Siempre contamos los días que faltan para el próximo puente, la Semana Santa (hasta los ateos), el verano o las navidades; en cambio jamás me he topado con ninguno que cuente impaciente los días que le restan para ir a trabajar, aunque ahora con lo caro que está el trabajo alguno lo haga. Algo así ocurre cuando uno paga una entrada o abono para ir a ver un partido de baloncesto, supuestamente es ocio para algunos y pasión para otros muchos. Vamos a destriparlos.
Los que buscan el ocio, cogen a los niños, la parienta o pariente y arrean (mirando antes los horarios porque es de locos) camino del pabellón con la sana intención de olvidarse de la hipoteca, el jefe y la vecina durante un par de horas. Es posible que hubieran pensado en ir al cine porque llovía, al campo porque hacía un día estupendo o de tiendas, ya que necesitaban unos pantalones para el niño y una falda para la niña. Pero no, deciden ir al baloncesto porque les han dicho unos amigos que se pasa genial. Se colocan en sus localidades y ven a unos tíos altos saltando como locos en un ritual de dos filas donde unos la hunden para abajo y otros recogen lo hundido para dárselo al siguiente. “Como saltan” dice el niño a su padre, y el papá asiente. Y comienza el partido y ven como, sin tener tiempo de parpadear, un equipo y el otro no paran de hacer canastas desde todas las partes del campo. Y hasta la madre, que es más de Julia Roberts, abre la boca de admiración que no de aburrimiento. La mascota del equipo hace carantoñas a los infantes entre canasta y canasta; para colmo de bienes el cabeza de familia llena las manos de todos con palomitas y refrescos mientras las cheerleaders lo emboban y el alero macizo, del equipo local, pasa a escasos milímetros de la madre que de baloncesto no entiende pero si de arte. El resultado, claramente ganador, esa familia volverá otro día de sol o lluvioso a ver aquello que les divirtió.
Estos son por los que debe luchar el baloncesto, son legión, no entienden (ya entenderán) lo que es jugar con cuatro abiertos, ni conocen la 2-3, buscan divertirse que es mucho. No se enteran de sistema alguno, pero si aprecian cuando los aros echan humo y las dos horas se convierten en dos minutos. Nadie lleva a sus hijos a los columpios para que no se monten, ni va al cine a una mala película. En esto nos gana la NBA. Allí el personal va a ver a sus grandes jugadores, jamás el manejo de las pizarras; paga su entrada por un espectáculo global, y sin duda, si ganas estupendo pero si pierdes no se acaba el mundo mientras salgas con el show en la boca.

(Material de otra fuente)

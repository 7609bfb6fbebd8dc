//! LR(0) parsing tables built from plain context-free grammars.
//!
//! The pipeline runs in four stages:
//!
//! 1. [`Grammar`] declares terminals, nonterminals and productions,
//!    then [`augment`] adds the fresh start production `S' -> S`.
//! 2. [`AutomatonBuilder`] derives the item-set automaton: states are
//!    sets of dotted items, transitions follow the symbol after each
//!    dot.
//! 3. [`first_sets`] / [`follow_sets`] compute the classic FIRST and
//!    FOLLOW sets, and [`ParsingTable::build`] merges them with the
//!    automaton into the ACTION/GOTO tables plus a reduce dictionary.
//! 4. [`Parser`] drives whitespace-tokenized lines through the table
//!    with the usual twin-stack shift/reduce loop.
//!
//! ```
//! use lrtab::{Grammar, Parser, build_tables};
//!
//! let grammar = Grammar::builder()
//!     .nonterminal("E")
//!     .terminal("n")
//!     .terminal("(")
//!     .terminal(")")
//!     .production("E", "( E )")
//!     .production("E", "n")
//!     .build()?;
//!
//! let table = build_tables(&grammar)?;
//! let parser = Parser::new(&table);
//!
//! let line: Vec<String> = ["(", "n", ")"].map(String::from).into();
//! assert!(parser.parse_line(&line).accepted);
//! # Ok::<(), lrtab::Error>(())
//! ```

pub mod augment;
pub mod automaton;
pub mod error;
pub mod grammar;
pub mod item;
pub mod parser;
pub mod sets;
pub mod table;

pub use augment::{augment, AugmentedGrammar};
pub use automaton::{Automaton, AutomatonBuilder, Seeding, State, StateId};
pub use error::{Error, Result};
pub use grammar::{Body, Grammar, GrammarBuilder, END};
pub use item::Item;
pub use parser::{
    tokenize, LineResult, Parser, Recovery, RecoveryAction, RunSummary, SyntaxErrorKind,
    SyntaxReport,
};
pub use sets::{first_sets, follow_sets, FirstSets, FollowSets, SetSymbol};
pub use table::{Action, ParsingTable, ReduceEntry};

/// Runs the whole table-construction pipeline with default settings.
pub fn build_tables(grammar: &Grammar) -> Result<ParsingTable> {
    let augmented = augment(grammar);
    let automaton = AutomatonBuilder::new(&augmented).build()?;
    let first = first_sets(grammar);
    let follow = follow_sets(grammar, &first);
    ParsingTable::build(grammar, &automaton, &follow)
}

#[cfg(test)]
pub mod fixtures {
    use crate::grammar::Grammar;
    use crate::table::ParsingTable;

    /// The running example used across the unit tests: conjunctions
    /// and disjunctions of sentences, with bracketed nesting.
    ///
    /// ```text
    /// S -> S ^ P | P
    /// P -> P V Q | Q
    /// Q -> [ S ] | sentence
    /// ```
    pub fn sentence_grammar() -> Grammar {
        Grammar::builder()
            .nonterminal("S")
            .nonterminal("P")
            .nonterminal("Q")
            .terminal("^")
            .terminal("V")
            .terminal("[")
            .terminal("]")
            .terminal("sentence")
            .production("S", "S ^ P")
            .production("S", "P")
            .production("P", "P V Q")
            .production("P", "Q")
            .production("Q", "[ S ]")
            .production("Q", "sentence")
            .build()
            .unwrap()
    }

    pub fn sentence_table() -> ParsingTable {
        crate::build_tables(&sentence_grammar()).unwrap()
    }
}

Los apasionados son aquellos que sueñan con su equipo, no comen si su equipo pierde y anteponen al ganar por encima de lo que vean aunque les ciegue (no en todos los casos). Estos son imprescindibles, no fallan, aunque sean siempre los mismos, y únicamente tienen un problema que cuando su equipo no gana se debilita su pasión. A estos les digo que ganar, gana uno y que por lo menos si su equipo les divierte ya tienen mucho ganado aunque lloren sus vitrinas. Cuando el concepto de juego pierde su sentido, hay pocos estómagos que lo digieran por mucha bufanda que se lleve anudada al cuello.
Soy consciente que nadie tose al ganador y que una copa hace olvidar mucho aburrimiento padecido, pero a la larga el cine, el campo o las tiendas acaban llevándose la partida. Con la diversión ganamos todos, con el aburrimiento igual gana uno pero pierden las gradas, las audiencias y el baloncesto.